The new potatoes are formed above the seed potato.  I raked a few inches of soil over the potatoes, and as the shoots appear, I'll rake more soil over them from the hills between the trenches, until the trenches actually become the hills.  Theoretically, the higher I can make those hills, the more potatoes will grow.  

Luna likes to get involved with everything.  She shot her ball into the garden, but she knows that she is not supposed to play soccer once it is in there.  She'll just lay and stare at the ball, waiting for me to get it for her.  Just like when someone is driving through the gate on the driveway.  She'll race to find a ball, start playing with it on the driveway, and then (you can almost see the smile on her face) she'll send it down the driveway, where it picks up speed and rolls towards the road.  She'll lay, staying inside the gate, and watch while you park the car, leap out, and race down the driveway trying to beat the ball to the road.  If she gets it just right, the ball hits the road and keeps on going.

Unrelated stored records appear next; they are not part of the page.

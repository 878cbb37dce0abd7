//! The static risk checks and their registry.
//!
//! Each check is a total, side-effect-free function over a migration and the
//! pre-migration schema snapshot, producing zero or more warnings drawn from
//! the canonical catalog in `migcheck_core::warnings`. The registry is an
//! ordered slice of function values; [`run_checks`] concatenates their
//! output in registry order.

use std::collections::HashSet;

use migcheck_core::warnings::{
    Warning, ADDING_CONSTRAINT, ADDING_FIELD_WITH_CHECK, ADDING_NON_NULLABLE_FIELD,
    ADD_INDEX_IN_SEPARATE_MIGRATION, ALTERING_MULTIPLE_MODELS, ALTER_FIELD,
    ATOMIC_DATA_MIGRATION, REMOVING_FIELD, RENAMING_FIELD, RENAMING_MODEL,
    SCHEMA_AND_DATA_CHANGES, USE_ADD_INDEX_CONCURRENTLY, VALIDATE_CONSTRAINT_SEPARATELY,
};

use crate::migration::{Migration, Operation};
use crate::state::ProjectState;

/// A static risk check.
pub type Check = fn(&Migration, &ProjectState) -> Vec<Warning>;

/// The fixed, ordered check registry.
pub const ALL_CHECKS: &[Check] = &[
    check_add_index,
    check_add_non_nullable_field,
    check_alter_multiple_tables,
    check_atomic_run_python,
    check_data_and_schema_changes,
    check_remove_field,
    check_rename_field,
    check_rename_model,
    check_add_field_with_check,
    check_add_constraint,
    check_validate_constraint_separately,
    check_alter_field,
];

/// Runs every registered check against a migration, in registry order.
pub fn run_checks(migration: &Migration, state: &ProjectState) -> Vec<Warning> {
    ALL_CHECKS
        .iter()
        .flat_map(|check| check(migration, state))
        .collect()
}

fn check_add_index(migration: &Migration, _state: &ProjectState) -> Vec<Warning> {
    let mut found = Vec::new();

    if migration
        .operations
        .iter()
        .any(|op| matches!(op, Operation::AddIndex { .. }))
    {
        found.push(USE_ADD_INDEX_CONCURRENTLY);

        // TODO: Allow if the table was created in the same migration
        if !migration.initial && migration.operations.len() > 1 {
            found.push(ADD_INDEX_IN_SEPARATE_MIGRATION);
        }
    }

    found
}

fn check_add_non_nullable_field(migration: &Migration, _state: &ProjectState) -> Vec<Warning> {
    let non_nullable = migration
        .operations
        .iter()
        .any(|op| matches!(op, Operation::AddField { field, .. } if !field.null));

    if non_nullable {
        // TODO: Allow if the model was added in the same migration
        vec![ADDING_NON_NULLABLE_FIELD]
    } else {
        Vec::new()
    }
}

fn check_alter_multiple_tables(migration: &Migration, _state: &ProjectState) -> Vec<Warning> {
    let mut altered_models: HashSet<&str> = HashSet::new();

    if migration.atomic && !migration.initial {
        for op in &migration.operations {
            if let Some(model) = op.altered_model() {
                altered_models.insert(model);
            }
        }
    }

    // TODO: Allow if the models were created in the same migration
    if altered_models.len() > 1 {
        vec![ALTERING_MULTIPLE_MODELS]
    } else {
        Vec::new()
    }
}

fn check_atomic_run_python(migration: &Migration, _state: &ProjectState) -> Vec<Warning> {
    let has_run_python = migration
        .operations
        .iter()
        .any(|op| matches!(op, Operation::RunPython { .. }));

    if migration.atomic && has_run_python {
        vec![ATOMIC_DATA_MIGRATION]
    } else {
        Vec::new()
    }
}

fn check_data_and_schema_changes(migration: &Migration, _state: &ProjectState) -> Vec<Warning> {
    let mut data_migration = false;
    let mut schema_migration = false;
    for op in &migration.operations {
        if op.is_data_operation() {
            data_migration = true;
        } else {
            schema_migration = true;
        }
    }

    if data_migration && schema_migration {
        vec![SCHEMA_AND_DATA_CHANGES]
    } else {
        Vec::new()
    }
}

fn check_remove_field(migration: &Migration, _state: &ProjectState) -> Vec<Warning> {
    if migration
        .operations
        .iter()
        .any(|op| matches!(op, Operation::RemoveField { .. }))
    {
        vec![REMOVING_FIELD]
    } else {
        Vec::new()
    }
}

fn check_rename_field(migration: &Migration, _state: &ProjectState) -> Vec<Warning> {
    if migration
        .operations
        .iter()
        .any(|op| matches!(op, Operation::RenameField { .. }))
    {
        vec![RENAMING_FIELD]
    } else {
        Vec::new()
    }
}

fn check_rename_model(migration: &Migration, _state: &ProjectState) -> Vec<Warning> {
    if migration
        .operations
        .iter()
        .any(|op| matches!(op, Operation::RenameModel { .. }))
    {
        vec![RENAMING_MODEL]
    } else {
        Vec::new()
    }
}

fn check_add_field_with_check(migration: &Migration, _state: &ProjectState) -> Vec<Warning> {
    let with_check = migration.operations.iter().any(
        |op| matches!(op, Operation::AddField { field, .. } if field.field_type.has_implicit_check()),
    );

    if with_check {
        vec![ADDING_FIELD_WITH_CHECK]
    } else {
        Vec::new()
    }
}

fn check_add_constraint(migration: &Migration, _state: &ProjectState) -> Vec<Warning> {
    if migration
        .operations
        .iter()
        .any(|op| matches!(op, Operation::AddConstraint { .. }))
    {
        vec![ADDING_CONSTRAINT]
    } else {
        Vec::new()
    }
}

fn check_validate_constraint_separately(
    migration: &Migration,
    _state: &ProjectState,
) -> Vec<Warning> {
    let has_validate = migration
        .operations
        .iter()
        .any(|op| matches!(op, Operation::ValidateConstraint { .. }));

    if has_validate && migration.operations.len() > 1 {
        vec![VALIDATE_CONSTRAINT_SEPARATELY]
    } else {
        Vec::new()
    }
}

fn check_alter_field(migration: &Migration, _state: &ProjectState) -> Vec<Warning> {
    let non_nullable_alter = migration
        .operations
        .iter()
        .any(|op| matches!(op, Operation::AlterField { field, .. } if !field.null));

    if non_nullable_alter {
        vec![ALTER_FIELD]
    } else {
        Vec::new()
    }
}

#[cfg(test)]
mod tests {
    use std::collections::HashSet;

    use super::*;
    use crate::migration::{ConstraintDef, ConstraintKind, FieldDef, FieldType, IndexDef};
    use crate::state::ModelState;

    /// Builds the snapshot left behind by an initial migration creating one
    /// model, then runs the checks over a non-initial migration holding the
    /// given operations.
    fn check_migration(operations: Vec<Operation>) -> HashSet<Warning> {
        let initial = Migration::new("foo", "0001_foo")
            .initial()
            .operation(Operation::CreateModel {
                name: "foo".into(),
                fields: vec![FieldDef::new("id", FieldType::Auto)],
            });

        let mut state = ProjectState::new();
        initial.mutate_state(&mut state);

        let mut migration = Migration::new("foo", "0002_foo");
        migration.operations = operations;

        run_checks(&migration, &state).into_iter().collect()
    }

    fn add_field(name: &str, field_type: FieldType, null: bool) -> Operation {
        let mut field = FieldDef::new(name, field_type);
        field.null = null;
        Operation::AddField {
            model_name: "foo".into(),
            field,
        }
    }

    #[test]
    fn test_add_index() {
        let op = Operation::AddIndex {
            model_name: "foo".into(),
            index: IndexDef::new("foo", vec!["foo".into()]),
        };
        assert_eq!(
            check_migration(vec![op]),
            HashSet::from([USE_ADD_INDEX_CONCURRENTLY])
        );
    }

    #[test]
    fn test_add_index_separately() {
        let ops = vec![
            add_field("bar", FieldType::Integer, true),
            Operation::AddIndex {
                model_name: "foo".into(),
                index: IndexDef::new("foo", vec!["foo".into()]),
            },
        ];
        assert_eq!(
            check_migration(ops),
            HashSet::from([USE_ADD_INDEX_CONCURRENTLY, ADD_INDEX_IN_SEPARATE_MIGRATION])
        );
    }

    #[test]
    fn test_add_index_initial_migration_exempt_from_separate_warning() {
        let initial = Migration::new("foo", "0001_foo")
            .initial()
            .operation(Operation::CreateModel {
                name: "foo".into(),
                fields: vec![FieldDef::new("id", FieldType::Auto)],
            })
            .operation(Operation::AddIndex {
                model_name: "foo".into(),
                index: IndexDef::new("foo", vec!["foo".into()]),
            });
        let warnings: HashSet<Warning> =
            run_checks(&initial, &ProjectState::new()).into_iter().collect();
        assert!(warnings.contains(&USE_ADD_INDEX_CONCURRENTLY));
        assert!(!warnings.contains(&ADD_INDEX_IN_SEPARATE_MIGRATION));
    }

    #[test]
    fn test_add_index_concurrently_is_exempt() {
        let op = Operation::AddIndexConcurrently {
            model_name: "foo".into(),
            index: IndexDef::new("foo", vec!["foo".into()]),
        };
        assert_eq!(check_migration(vec![op]), HashSet::new());
    }

    #[test]
    fn test_add_nullable_field() {
        assert_eq!(
            check_migration(vec![add_field("bar", FieldType::Integer, true)]),
            HashSet::new()
        );
    }

    #[test]
    fn test_add_non_nullable_field() {
        assert_eq!(
            check_migration(vec![add_field("bar", FieldType::Integer, false)]),
            HashSet::from([ADDING_NON_NULLABLE_FIELD])
        );
    }

    #[test]
    fn test_remove_field() {
        let op = Operation::RemoveField {
            model_name: "foo".into(),
            name: "bar".into(),
        };
        assert_eq!(check_migration(vec![op]), HashSet::from([REMOVING_FIELD]));
    }

    #[test]
    fn test_rename_model() {
        let op = Operation::RenameModel {
            old_name: "foo".into(),
            new_name: "bar".into(),
        };
        assert_eq!(check_migration(vec![op]), HashSet::from([RENAMING_MODEL]));
    }

    #[test]
    fn test_rename_field() {
        let op = Operation::RenameField {
            model_name: "foo".into(),
            old_name: "bar".into(),
            new_name: "baz".into(),
        };
        assert_eq!(check_migration(vec![op]), HashSet::from([RENAMING_FIELD]));
    }

    #[test]
    fn test_schema_and_data_changes() {
        let ops = vec![
            add_field("bar", FieldType::Integer, true),
            Operation::RunSql {
                sql: "select 1".into(),
                reverse: None,
            },
        ];
        assert_eq!(
            check_migration(ops),
            HashSet::from([SCHEMA_AND_DATA_CHANGES])
        );
    }

    #[test]
    fn test_atomic_run_python() {
        let op = Operation::RunPython {
            description: "backfill totals".into(),
        };
        assert_eq!(
            check_migration(vec![op]),
            HashSet::from([ATOMIC_DATA_MIGRATION])
        );
    }

    #[test]
    fn test_non_atomic_run_python_is_fine() {
        let mut migration = Migration::new("foo", "0002_foo").non_atomic();
        migration.operations = vec![Operation::RunPython {
            description: "backfill totals".into(),
        }];
        let warnings = run_checks(&migration, &ProjectState::new());
        assert!(warnings.is_empty());
    }

    #[test]
    fn test_alter_multiple_models() {
        let ops = vec![
            add_field("bar", FieldType::Integer, true),
            Operation::AddField {
                model_name: "baz".into(),
                field: FieldDef::new("bar", FieldType::Integer).null(),
            },
        ];
        assert_eq!(
            check_migration(ops),
            HashSet::from([ALTERING_MULTIPLE_MODELS])
        );
    }

    #[test]
    fn test_alter_multiple_models_non_atomic_exempt() {
        let mut migration = Migration::new("foo", "0002_foo").non_atomic();
        migration.operations = vec![
            add_field("bar", FieldType::Integer, true),
            Operation::AddField {
                model_name: "baz".into(),
                field: FieldDef::new("bar", FieldType::Integer).null(),
            },
        ];
        let warnings = run_checks(&migration, &ProjectState::new());
        assert!(!warnings.contains(&ALTERING_MULTIPLE_MODELS));
    }

    #[test]
    fn test_add_field_with_check() {
        assert_eq!(
            check_migration(vec![add_field("bar", FieldType::PositiveInteger, true)]),
            HashSet::from([ADDING_FIELD_WITH_CHECK])
        );
    }

    #[test]
    fn test_add_constraint() {
        let op = Operation::AddConstraint {
            model_name: "foo".into(),
            constraint: ConstraintDef::new("age_gte_18", ConstraintKind::Check),
        };
        assert_eq!(check_migration(vec![op]), HashSet::from([ADDING_CONSTRAINT]));
    }

    #[test]
    fn test_alter_field() {
        let op = Operation::AlterField {
            model_name: "foo".into(),
            field: FieldDef::new("id", FieldType::BigAuto),
        };
        assert_eq!(check_migration(vec![op]), HashSet::from([ALTER_FIELD]));
    }

    #[test]
    fn test_alter_field_to_nullable() {
        let op = Operation::AlterField {
            model_name: "foo".into(),
            field: FieldDef::new("id", FieldType::Auto).null(),
        };
        assert_eq!(check_migration(vec![op]), HashSet::new());
    }

    #[test]
    fn test_add_field_and_validate_constraint() {
        let ops = vec![
            add_field("bar", FieldType::Integer, true),
            Operation::ValidateConstraint {
                model_name: "foo".into(),
                name: "foo".into(),
            },
        ];
        assert_eq!(
            check_migration(ops),
            HashSet::from([VALIDATE_CONSTRAINT_SEPARATELY])
        );
    }

    #[test]
    fn test_validate_constraint_alone_is_fine() {
        let op = Operation::ValidateConstraint {
            model_name: "foo".into(),
            name: "foo".into(),
        };
        assert_eq!(check_migration(vec![op]), HashSet::new());
    }

    #[test]
    fn test_run_checks_is_idempotent() {
        let migration = Migration::new("foo", "0002_foo")
            .operation(add_field("bar", FieldType::Integer, false))
            .operation(Operation::AddIndex {
                model_name: "foo".into(),
                index: IndexDef::new("foo", vec!["bar".into()]),
            });
        let state = ProjectState::new();
        assert_eq!(
            run_checks(&migration, &state),
            run_checks(&migration, &state)
        );
    }
}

Since the weather was still quite cool, I actually laid a piece of plastic over the soil to help warm it up, after I had planted the potatoes.  A few days ago I planted the second bag of potatoes in the bottom half of that bed.  The bag had been inside, so the potatoes were more sprouted than the first bag were.  It will be interesting to see if there is much difference in the two lots of potatoes coming up.

Tuesday, April 3, 2012

He's Still Broke

After quite a few visits to the chiropractor, getting Jake's pelvis sorted out to how it should be, as well as the tight muscles that went along with it, I was still seeing the same symptoms. (Lameness when he first gets up, which then he works through, and then seems okay)  So we went off to the vet. Luckily for us, our vet is just around the corner, well about a mile and a half away, since we are on a one mile square block.  Close enough that you can walk your animals there, or ride them if it's Pride.  It's been a godsend, especially in the early years when we seemed to be there too frequently.  I used to joke that I was expecting to be given a parking spot with our name on it.
After explaining all the symptoms, some of which Jake kindly demonstrated, because we had to wait a while and he had been laying on the floor, the exam began.  There was also a young vet trainee or wannabe in the exam room with us.  The vet spent a long time manipulating Jake's leg, to see if he could get any indication of where the problem may be.  The only time he got any reaction was when he did a posterior drawer test, and Jake indicated some pain.  There was no swelling in the area though. The then examined Jake's other knee (stifle), applying the same amount of pressure, and got no reaction.  His diagnosis is that Jake has probably hyper extended his caudal cruciate ligament (known as the PCL or posterior cruciate ligament in humans).  At that time he didn't feel it was necessary for x-rays.  So we are back on limited exercise and it's kind of a wait and see process.  Jake has very straight back legs, which probably hasn't helped, or maybe helped cause the whole issue.
It's always kind of fun going to see our vet.  The vet techs are fun and entertaining.  There are a few office cats that wander around.  The vet jokes with me about never bringing him a cut and dried, easily diagnosed, straightforward kind of case. Yes, we've had a few oddball issues over the years. He doesn't encourage a person to spend any 'unnecessary' money.
I wonder if Jake will ever do agility again, but it's not the end of the world if he doesn't.  There are more important things.

Sunday, April 1, 2012

April Fool!


Mother Nature played a cruel joke on us this morning.  It must have been because I was complaining about all the rain.

We are NOT amused!





 Actually I think the dogs were greatly amused.


Mother Nature might be working up to an apology though, I see blue sky in the distance!